'''

//! Storage capabilities.

use async_trait::async_trait;
use fittrack_core::{OfflineAction, OfflineActionData, OfflineQueueEntry};
use serde::Serialize;
use serde::de::DeserializeOwned;

use crate::error::StoreResult;

/// String key-value persistence.
///
/// Values are opaque strings; structured values are stored as JSON through
/// [`get_json`] / [`set_json`].
#[async_trait]
pub trait KeyValueStore: Send + Sync {
    async fn get(&self, key: &str) -> StoreResult<Option<String>>;

    async fn set(&self, key: &str, value: &str) -> StoreResult<()>;

    /// Remove `key`. Removing a missing key is not an error.
    async fn remove(&self, key: &str) -> StoreResult<()>;

    /// All keys, sorted.
    async fn list_keys(&self) -> StoreResult<Vec<String>>;

    async fn clear(&self) -> StoreResult<()>;
}

/// Ordered queue of writes deferred while offline.
///
/// Implementations must serialize mutations: an enqueue racing a drain either
/// lands in the drained batch or stays queued for the next one, never lost.
#[async_trait]
pub trait OfflineQueue: Send + Sync {
    /// Append an entry and persist the whole queue.
    async fn enqueue_offline_action(
        &self,
        action: OfflineAction,
        data: OfflineActionData,
    ) -> StoreResult<OfflineQueueEntry>;

    /// Snapshot of the queue, oldest first.
    async fn offline_queue(&self) -> StoreResult<Vec<OfflineQueueEntry>>;

    /// Take every entry, oldest first, leaving the queue empty.
    async fn drain_offline_queue(&self) -> StoreResult<Vec<OfflineQueueEntry>>;

    async fn clear_offline_queue(&self) -> StoreResult<()>;
}

/// Read and decode a JSON value.
pub async fn get_json<T>(store: &dyn KeyValueStore, key: &str) -> StoreResult<Option<T>>
where
    T: DeserializeOwned,
{
    match store.get(key).await? {
        Some(raw) => Ok(Some(serde_json::from_str(&raw)?)),
        None => Ok(None),
    }
}

/// Encode and write a JSON value.
pub async fn set_json<T>(store: &dyn KeyValueStore, key: &str, value: &T) -> StoreResult<()>
where
    T: Serialize + ?Sized + Sync,
{
    let raw = serde_json::to_string(value)?;
    store.set(key, &raw).await
}
//! Replay of offline writes when connectivity returns.
//!
//! The `SyncManager` consumes the unified connectivity signal:
//! - `Online`: mark connected and run a sync pass
//! - `Offline`: mark disconnected
//!
//! A sync pass drains the offline queue oldest-first and replays each entry
//! through the [`FitnessApi`]. Replay is best-effort and at-most-once: a
//! failing entry is logged and dropped, later entries still run.

use std::sync::atomic::{AtomicBool, Ordering};
use std::sync::{Arc, Mutex, PoisonError};

use fittrack_core::{ClientError, ClientResult, OfflineAction, OfflineQueueEntry, Platform};
use fittrack_store::OfflineQueue;
use serde::Serialize;
use serde::de::DeserializeOwned;
use tokio::sync::watch;
use tokio::task::JoinHandle;

use crate::api::FitnessApi;
use crate::connection::ConnectionResolver;
use crate::connectivity::{self, ConnectivityEvents, ConnectivityHandle, ConnectivityPoller, ConnectivityState};

/// Outcome of one sync pass.
#[derive(Debug, Clone, Copy, Default, PartialEq, Eq, Serialize)]
pub struct SyncReport {
    pub replayed: usize,
    pub failed: usize,
    /// Entries whose action has no replay wired (`generic`).
    pub skipped: usize,
}

/// Tasks of a started manager. Dropping it closes the shutdown channel and
/// aborts the poller, so a manager dropped without `stop_sync` stops too.
struct Running {
    shutdown: watch::Sender<bool>,
    poller: Option<JoinHandle<()>>,
}

impl Drop for Running {
    fn drop(&mut self) {
        let _ = self.shutdown.send(true);
        if let Some(poller) = self.poller.take() {
            poller.abort();
        }
    }
}

pub struct SyncManager {
    api: FitnessApi,
    platform: Platform,
    queue: Option<Arc<dyn OfflineQueue>>,
    poller: ConnectivityPoller,
    online: AtomicBool,
    handle: ConnectivityHandle,
    events: Arc<tokio::sync::Mutex<ConnectivityEvents>>,
    running: Mutex<Option<Running>>,
}

impl SyncManager {
    /// Wire a manager to the API's context: its platform, its offline queue
    /// and its poll settings.
    pub fn new(api: FitnessApi) -> Self {
        let ctx = api.dispatcher().context().clone();
        let config = ctx.config();
        let poller = ConnectivityPoller::new(
            ConnectionResolver::new(config.probe_timeout),
            config.connectivity_probe_url.clone(),
            config.poll_interval,
        );
        let (handle, events) = connectivity::channel();

        Self {
            platform: ctx.platform(),
            queue: ctx.offline_queue().cloned(),
            api,
            poller,
            online: AtomicBool::new(true),
            handle,
            events: Arc::new(tokio::sync::Mutex::new(events)),
            running: Mutex::new(None),
        }
    }

    /// Publisher for host connectivity events (browser `online`/`offline`).
    pub fn connectivity(&self) -> ConnectivityHandle {
        self.handle.clone()
    }

    pub fn is_online(&self) -> bool {
        self.online.load(Ordering::SeqCst)
    }

    pub fn is_running(&self) -> bool {
        self.lock_running().is_some()
    }

    /// Start listening for connectivity changes; on the native host, also
    /// start the poller. No-op when already running.
    pub fn start_sync(self: &Arc<Self>) {
        let mut running = self.lock_running();
        if running.is_some() {
            tracing::debug!("sync already running");
            return;
        }

        let (shutdown, shutdown_rx) = watch::channel(false);
        // The listener finishes an in-flight pass on shutdown; it is detached.
        self.spawn_listener(shutdown_rx.clone());
        let poller = self
            .platform
            .is_native()
            .then(|| self.poller.clone().spawn(self.handle.clone(), shutdown_rx));

        tracing::info!(platform = %self.platform, "sync started");
        *running = Some(Running { shutdown, poller });
    }

    /// Stop listening and polling. No-op when not running.
    pub fn stop_sync(&self) {
        let Some(running) = self.lock_running().take() else {
            tracing::debug!("sync not running");
            return;
        };

        drop(running);
        tracing::info!("sync stopped");
    }

    fn spawn_listener(self: &Arc<Self>, mut shutdown: watch::Receiver<bool>) {
        let manager = Arc::downgrade(self);
        let events = Arc::clone(&self.events);
        tokio::spawn(async move {
            let mut events = events.lock().await;
            loop {
                let state = tokio::select! {
                    // Also fires when the manager and its shutdown sender are gone.
                    _ = shutdown.changed() => break,
                    event = events.recv() => match event {
                        Some(state) => state,
                        None => break,
                    },
                };
                let Some(this) = manager.upgrade() else {
                    break;
                };
                this.on_connectivity(state).await;
            }
        });
    }

    async fn on_connectivity(&self, state: ConnectivityState) {
        match state {
            ConnectivityState::Online => {
                if !self.online.swap(true, Ordering::SeqCst) {
                    tracing::info!("connectivity restored");
                }
                self.sync_now().await;
            }
            ConnectivityState::Offline => {
                if self.online.swap(false, Ordering::SeqCst) {
                    tracing::warn!("connectivity lost");
                }
            }
        }
    }

    /// Run one sync pass now.
    pub async fn sync_now(&self) -> SyncReport {
        let mut report = SyncReport::default();
        let Some(queue) = &self.queue else {
            return report;
        };

        let entries = match queue.drain_offline_queue().await {
            Ok(entries) => entries,
            Err(err) => {
                tracing::error!("failed to drain offline queue: {err}");
                return report;
            }
        };
        if entries.is_empty() {
            return report;
        }

        tracing::info!("replaying {} offline action(s)", entries.len());
        for entry in &entries {
            match self.replay(entry).await {
                Some(Ok(())) => report.replayed += 1,
                Some(Err(err)) => {
                    report.failed += 1;
                    tracing::warn!(id = %entry.id, action = %entry.action, "dropping offline action: {err}");
                }
                None => report.skipped += 1,
            }
        }

        tracing::info!(
            replayed = report.replayed,
            failed = report.failed,
            skipped = report.skipped,
            "sync pass complete"
        );
        report
    }

    /// Replay one entry; `None` when the action has no replay.
    async fn replay(&self, entry: &OfflineQueueEntry) -> Option<ClientResult<()>> {
        match entry.action {
            OfflineAction::SaveWorkout => Some(match decode_body(entry) {
                Ok(workout) => self.api.replay_save_workout(&workout).await.map(|_| ()),
                Err(err) => Err(err),
            }),
            OfflineAction::SaveUserSettings => Some(match decode_body(entry) {
                Ok(settings) => self.api.replay_save_user_settings(&settings).await.map(|_| ()),
                Err(err) => Err(err),
            }),
            OfflineAction::Generic => None,
        }
    }

    fn lock_running(&self) -> std::sync::MutexGuard<'_, Option<Running>> {
        self.running.lock().unwrap_or_else(PoisonError::into_inner)
    }
}

fn decode_body<T>(entry: &OfflineQueueEntry) -> ClientResult<T>
where
    T: DeserializeOwned,
{
    let body = entry
        .data
        .options
        .body
        .clone()
        .ok_or_else(|| ClientError::serialization(format!("{} has no body", entry.id)))?;
    Ok(serde_json::from_value(body)?)
}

'''

All that is needed is a number: how many lines in the data above contain the string "listening".

2